▶ Dataset
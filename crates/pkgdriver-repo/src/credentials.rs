//! Registry credentials from a docker-style `config.json`
//!
//! The registry authenticator writes the credentials file; this module only
//! reads it. A missing file means anonymous access, a malformed one is an
//! error.

use base64::Engine;
use base64::engine::general_purpose::STANDARD;
use oci_distribution::secrets::RegistryAuth;
use serde::{Deserialize, Serialize};
use std::collections::HashMap;
use std::path::{Path, PathBuf};
use url::Url;

use crate::error::{RepoError, Result};

/// Docker config.json format
#[derive(Debug, Clone, Default, Serialize, Deserialize)]
pub struct DockerConfig {
    #[serde(default)]
    pub auths: HashMap<String, DockerAuth>,
}

#[derive(Debug, Clone, Default, Serialize, Deserialize)]
pub struct DockerAuth {
    #[serde(default)]
    pub auth: Option<String>,
    #[serde(default)]
    pub username: Option<String>,
    #[serde(default)]
    pub password: Option<String>,
}

impl DockerAuth {
    /// Username and password, decoding the `auth` field when present
    pub fn basic(&self) -> Option<(String, String)> {
        if let Some(encoded) = &self.auth {
            let decoded = STANDARD.decode(encoded.trim()).ok()?;
            let decoded = String::from_utf8(decoded).ok()?;
            let (user, pass) = decoded.split_once(':')?;
            return Some((user.to_string(), pass.to_string()));
        }
        match (&self.username, &self.password) {
            (Some(u), Some(p)) => Some((u.clone(), p.clone())),
            _ => None,
        }
    }
}

impl DockerConfig {
    /// Load credentials from `path`
    pub fn load(path: &Path) -> Result<Self> {
        if !path.exists() {
            tracing::debug!(path = %path.display(), "no registry credentials file, using anonymous access");
            return Ok(Self::default());
        }

        let content = std::fs::read_to_string(path)?;
        if content.trim().is_empty() {
            return Ok(Self::default());
        }
        serde_json::from_str(&content).map_err(|e| RepoError::CredentialsFile {
            path: path.display().to_string(),
            message: e.to_string(),
        })
    }

    /// Default docker credentials location (`~/.docker/config.json`)
    pub fn default_path() -> Result<PathBuf> {
        let home = dirs::home_dir().ok_or_else(|| RepoError::AuthFailed {
            message: "Could not determine home directory".to_string(),
        })?;
        Ok(home.join(".docker").join("config.json"))
    }

    /// Credentials for a registry host (`host` or `host:port`)
    pub fn credentials_for_host(&self, host: &str) -> Option<(String, String)> {
        let candidates = [
            host.to_string(),
            format!("https://{}", host),
            format!("http://{}", host),
        ];

        candidates
            .iter()
            .filter_map(|candidate| self.auths.get(candidate))
            .find_map(DockerAuth::basic)
    }

    /// OCI auth for a registry host
    pub fn registry_auth(&self, host: &str) -> RegistryAuth {
        match self.credentials_for_host(host) {
            Some((user, pass)) => RegistryAuth::Basic(user, pass),
            None => RegistryAuth::Anonymous,
        }
    }

    /// Authorization header value for an http(s) URL
    pub fn auth_header_for_url(&self, url: &str) -> Option<String> {
        let parsed = Url::parse(url).ok()?;
        let host = match parsed.port() {
            Some(port) => format!("{}:{}", parsed.host_str()?, port),
            None => parsed.host_str()?.to_string(),
        };
        let (user, pass) = self.credentials_for_host(&host)?;
        Some(format!("Basic {}", STANDARD.encode(format!("{}:{}", user, pass))))
    }
}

▶ Exercise details
Locate the word "match" in the records and collect each line it appears in.

▶ Written answer
        match (&self.username, &self.password) {
        match self.credentials_for_host(host) {
        let host = match parsed.port() {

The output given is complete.